War. War. War. It's all war. So what if nothing.

My exfriend that was a complete mess? He needs to be supervised and checked in on often. Give him a case worker that talks to him on a regular basis. Maybe they have lunch together once a week or whatever. The case worker has a cell phone and is on call in case my exfriend needs to speak with someone before doing anything stupid. If my exfriend starts dating someone again, the case worker meets with that person and they stay in contact as well. Ensure that they know what they are getting into and ensure safety. And like you said, if the government and citizenry doesn't want to do that, then they should stop sending people to war. If they think it's a great deal and want those benefits (compensation) for themselves, they can volunteer go to war.
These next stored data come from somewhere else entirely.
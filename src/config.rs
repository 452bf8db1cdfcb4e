//! Configuration Module
//!
//! Handles loading and managing per-instance cache options. Every cache owns
//! its own `Config`; callers override individual fields on top of the defaults.

use std::env;
use std::str::FromStr;

use serde::Deserialize;

/// Cache configuration parameters.
///
/// All values can be configured via builder methods, environment variables or
/// a partial JSON record, each layered over the same defaults.
#[derive(Debug, Clone, PartialEq, Deserialize)]
#[serde(default)]
pub struct Config {
    /// Store every value as its JSON text
    #[serde(alias = "forceString")]
    pub force_string: bool,
    /// Size estimate per own key of a structured value
    #[serde(alias = "objectValueSize")]
    pub object_value_size: i64,
    /// Size estimate for a deferred value
    #[serde(alias = "promiseValueSize")]
    pub promise_value_size: i64,
    /// Size estimate per element of an array value
    #[serde(alias = "arrayValueSize")]
    pub array_value_size: i64,
    /// Default TTL in seconds, `0` = never expires
    #[serde(alias = "stdTTL")]
    pub std_ttl: f64,
    /// Seconds between expiration sweeps, `0` or negative disables the sweep
    #[serde(alias = "checkperiod")]
    pub check_period: f64,
    /// Deep-clone values on the way in and out
    #[serde(alias = "useClones")]
    pub use_clones: bool,
    /// Evict expired entries when they are discovered
    #[serde(alias = "deleteOnExpire")]
    pub delete_on_expire: bool,
    /// Expose the callback-style adapter
    #[serde(alias = "enableLegacyCallbacks")]
    pub enable_legacy_callbacks: bool,
    /// Admission cap on the number of keys, `-1` = unbounded
    #[serde(alias = "maxKeys")]
    pub max_keys: i64,
}

impl Default for Config {
    fn default() -> Self {
        Self {
            force_string: false,
            object_value_size: 80,
            promise_value_size: 80,
            array_value_size: 40,
            std_ttl: 0.0,
            check_period: 600.0,
            use_clones: true,
            delete_on_expire: true,
            enable_legacy_callbacks: false,
            max_keys: -1,
        }
    }
}

impl Config {
    /// Create a new configuration with default values.
    pub fn new() -> Self {
        Self::default()
    }

    /// Creates a new Config by loading values from environment variables.
    ///
    /// # Environment Variables
    /// - `MEMO_CACHE_FORCE_STRING` (default: false)
    /// - `MEMO_CACHE_OBJECT_VALUE_SIZE` (default: 80)
    /// - `MEMO_CACHE_PROMISE_VALUE_SIZE` (default: 80)
    /// - `MEMO_CACHE_ARRAY_VALUE_SIZE` (default: 40)
    /// - `MEMO_CACHE_STD_TTL` - seconds (default: 0, never expires)
    /// - `MEMO_CACHE_CHECK_PERIOD` - seconds (default: 600)
    /// - `MEMO_CACHE_USE_CLONES` (default: true)
    /// - `MEMO_CACHE_DELETE_ON_EXPIRE` (default: true)
    /// - `MEMO_CACHE_LEGACY_CALLBACKS` (default: false)
    /// - `MEMO_CACHE_MAX_KEYS` (default: -1, unbounded)
    pub fn from_env() -> Self {
        let defaults = Self::default();
        Self {
            force_string: env_or("MEMO_CACHE_FORCE_STRING", defaults.force_string),
            object_value_size: env_or("MEMO_CACHE_OBJECT_VALUE_SIZE", defaults.object_value_size),
            promise_value_size: env_or(
                "MEMO_CACHE_PROMISE_VALUE_SIZE",
                defaults.promise_value_size,
            ),
            array_value_size: env_or("MEMO_CACHE_ARRAY_VALUE_SIZE", defaults.array_value_size),
            std_ttl: env_or("MEMO_CACHE_STD_TTL", defaults.std_ttl),
            check_period: env_or("MEMO_CACHE_CHECK_PERIOD", defaults.check_period),
            use_clones: env_or("MEMO_CACHE_USE_CLONES", defaults.use_clones),
            delete_on_expire: env_or("MEMO_CACHE_DELETE_ON_EXPIRE", defaults.delete_on_expire),
            enable_legacy_callbacks: env_or(
                "MEMO_CACHE_LEGACY_CALLBACKS",
                defaults.enable_legacy_callbacks,
            ),
            max_keys: env_or("MEMO_CACHE_MAX_KEYS", defaults.max_keys),
        }
    }

    /// Parses a (possibly partial) JSON record and merges it over the defaults.
    pub fn from_json(json: &str) -> serde_json::Result<Self> {
        serde_json::from_str(json)
    }

    /// Enable or disable textual coercion of stored values.
    pub fn with_force_string(mut self, enabled: bool) -> Self {
        self.force_string = enabled;
        self
    }

    /// Set the default TTL in seconds.
    pub fn with_std_ttl(mut self, seconds: f64) -> Self {
        self.std_ttl = seconds;
        self
    }

    /// Set the sweep period in seconds.
    pub fn with_check_period(mut self, seconds: f64) -> Self {
        self.check_period = seconds;
        self
    }

    /// Enable or disable deep cloning.
    pub fn with_use_clones(mut self, enabled: bool) -> Self {
        self.use_clones = enabled;
        self
    }

    /// Choose whether expired entries are evicted on discovery.
    pub fn with_delete_on_expire(mut self, enabled: bool) -> Self {
        self.delete_on_expire = enabled;
        self
    }

    /// Expose the callback-style adapter.
    pub fn with_legacy_callbacks(mut self, enabled: bool) -> Self {
        self.enable_legacy_callbacks = enabled;
        self
    }

    /// Set the key cap, `-1` for unbounded.
    pub fn with_max_keys(mut self, max_keys: i64) -> Self {
        self.max_keys = max_keys;
        self
    }

    /// Override the size heuristic constants.
    pub fn with_value_sizes(mut self, object: i64, promise: i64, array: i64) -> Self {
        self.object_value_size = object;
        self.promise_value_size = promise;
        self.array_value_size = array;
        self
    }
}

fn env_or<T: FromStr>(name: &str, default: T) -> T {
    env::var(name)
        .ok()
        .and_then(|v| v.parse().ok())
        .unwrap_or(default)
}
//! Callback-style adapter
//!
//! Mirrors the core operations, delivering each outcome to a completion
//! callback instead of returning it. Errors are passed to the callback
//! rather than propagated.

use std::collections::HashMap;

use crate::api::Cache;
use crate::cache::{AsKey, KeyList};
use crate::error::Result;
use crate::value::Value;

/// Borrowed view of a [`Cache`] obtained from [`Cache::legacy_callbacks`].
#[derive(Debug, Clone, Copy)]
pub struct LegacyCallbacks<'a> {
    cache: &'a Cache,
}

impl<'a> LegacyCallbacks<'a> {
    pub(crate) fn new(cache: &'a Cache) -> Self {
        Self { cache }
    }

    pub fn get<K: AsKey>(&self, key: K, callback: impl FnOnce(Result<Option<Value>>)) {
        callback(self.cache.get(key))
    }

    pub fn mget<L: KeyList>(&self, keys: L, callback: impl FnOnce(Result<HashMap<String, Value>>)) {
        callback(self.cache.mget(keys))
    }

    pub fn set<K: AsKey>(
        &self,
        key: K,
        value: impl Into<Value>,
        ttl: Option<f64>,
        callback: impl FnOnce(Result<bool>),
    ) {
        callback(self.cache.set(key, value, ttl))
    }

    pub fn del<K: AsKey>(&self, key: K, callback: impl FnOnce(Result<usize>)) {
        callback(self.cache.del(key))
    }

    pub fn ttl<K: AsKey>(&self, key: K, ttl: Option<f64>, callback: impl FnOnce(Result<bool>)) {
        callback(self.cache.ttl(key, ttl))
    }

    pub fn get_ttl<K: AsKey>(&self, key: K, callback: impl FnOnce(Result<Option<i64>>)) {
        callback(self.cache.get_ttl(key))
    }

    pub fn keys(&self, callback: impl FnOnce(Result<Vec<String>>)) {
        callback(Ok(self.cache.keys()))
    }

    pub fn has<K: AsKey>(&self, key: K, callback: impl FnOnce(Result<bool>)) {
        callback(Ok(self.cache.has(key)))
    }
}
//! Cache notifications
//!
//! A small multi-subscriber callback registry. The cache owns one and
//! publishes to it synchronously, after the mutation an event describes.

use std::sync::atomic::{AtomicU64, Ordering};
use std::sync::Arc;

use parking_lot::RwLock;

use crate::value::Value;

// == Cache Event ==
/// Something observable that happened inside a cache.
#[derive(Debug, Clone)]
pub enum CacheEvent {
    /// A value was stored (after forced-string coercion, before cloning)
    Set { key: String, value: Value },
    /// An entry was removed; carries the stored value
    Del { key: String, value: Value },
    /// An entry was found past its expiry
    Expired { key: String, value: Value },
    /// All entries and statistics were cleared
    Flush,
    /// Statistics were reset
    FlushStats,
}

/// Discriminant of [`CacheEvent`], for filtered subscriptions.
#[derive(Debug, Clone, Copy, PartialEq, Eq, Hash)]
pub enum EventKind {
    Set,
    Del,
    Expired,
    Flush,
    FlushStats,
}

impl EventKind {
    pub fn name(self) -> &'static str {
        match self {
            EventKind::Set => "set",
            EventKind::Del => "del",
            EventKind::Expired => "expired",
            EventKind::Flush => "flush",
            EventKind::FlushStats => "flush_stats",
        }
    }
}

impl CacheEvent {
    pub fn kind(&self) -> EventKind {
        match self {
            CacheEvent::Set { .. } => EventKind::Set,
            CacheEvent::Del { .. } => EventKind::Del,
            CacheEvent::Expired { .. } => EventKind::Expired,
            CacheEvent::Flush => EventKind::Flush,
            CacheEvent::FlushStats => EventKind::FlushStats,
        }
    }

    /// Notification name: `set`, `del`, `expired`, `flush` or `flush_stats`.
    pub fn name(&self) -> &'static str {
        self.kind().name()
    }

    /// Key the event concerns, if any.
    pub fn key(&self) -> Option<&str> {
        match self {
            CacheEvent::Set { key, .. }
            | CacheEvent::Del { key, .. }
            | CacheEvent::Expired { key, .. } => Some(key),
            CacheEvent::Flush | CacheEvent::FlushStats => None,
        }
    }

    /// Value the event carries, if any.
    pub fn value(&self) -> Option<&Value> {
        match self {
            CacheEvent::Set { value, .. }
            | CacheEvent::Del { value, .. }
            | CacheEvent::Expired { value, .. } => Some(value),
            CacheEvent::Flush | CacheEvent::FlushStats => None,
        }
    }
}

// == Notifier ==
/// Handle returned by [`Notifier::subscribe`].
#[derive(Debug, Clone, Copy, PartialEq, Eq, Hash)]
pub struct SubscriptionId(u64);

type Listener = Arc<dyn Fn(&CacheEvent) + Send + Sync>;

/// Fire-and-forget publish/subscribe registry.
#[derive(Default)]
pub struct Notifier {
    listeners: RwLock<Vec<(SubscriptionId, Listener)>>,
    next_id: AtomicU64,
}

impl Notifier {
    pub fn new() -> Self {
        Self::default()
    }

    /// Registers a listener for every event.
    pub fn subscribe<F>(&self, listener: F) -> SubscriptionId
    where
        F: Fn(&CacheEvent) + Send + Sync + 'static,
    {
        let id = SubscriptionId(self.next_id.fetch_add(1, Ordering::Relaxed));
        self.listeners.write().push((id, Arc::new(listener)));
        id
    }

    /// Removes a listener. Returns whether it was registered.
    pub fn unsubscribe(&self, id: SubscriptionId) -> bool {
        let mut listeners = self.listeners.write();
        let before = listeners.len();
        listeners.retain(|(registered, _)| *registered != id);
        listeners.len() != before
    }

    pub fn listener_count(&self) -> usize {
        self.listeners.read().len()
    }

    /// Delivers `event` to every listener registered at the time of the call.
    ///
    /// Listeners run without the registry lock held, so they may subscribe,
    /// unsubscribe or publish themselves.
    pub fn publish(&self, event: &CacheEvent) {
        let listeners: Vec<Listener> = self
            .listeners
            .read()
            .iter()
            .map(|(_, listener)| listener.clone())
            .collect();
        for listener in listeners {
            listener(event);
        }
    }
}

impl std::fmt::Debug for Notifier {
    fn fmt(&self, f: &mut std::fmt::Formatter<'_>) -> std::fmt::Result {
        f.debug_struct("Notifier")
            .field("listeners", &self.listener_count())
            .finish()
    }
}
I say this as someone that is extremely anti-war, in part, because of what it does to the combatants and their families. Want to see it for yourself? Volunteer at an event for disabled veterans. Look at their faces. Look at their behaviors. Look at their friends & family. Feel the vibe.

How is this even a topic of discussion? How is this not evident? I don't understand how we are having these discussions. The discussions should be how can we improve their lives. WTF. I need a break. I'm too heated rn. I may have gone overboard, so I might be back to tone it down later if I think it's appropriate. Sorry.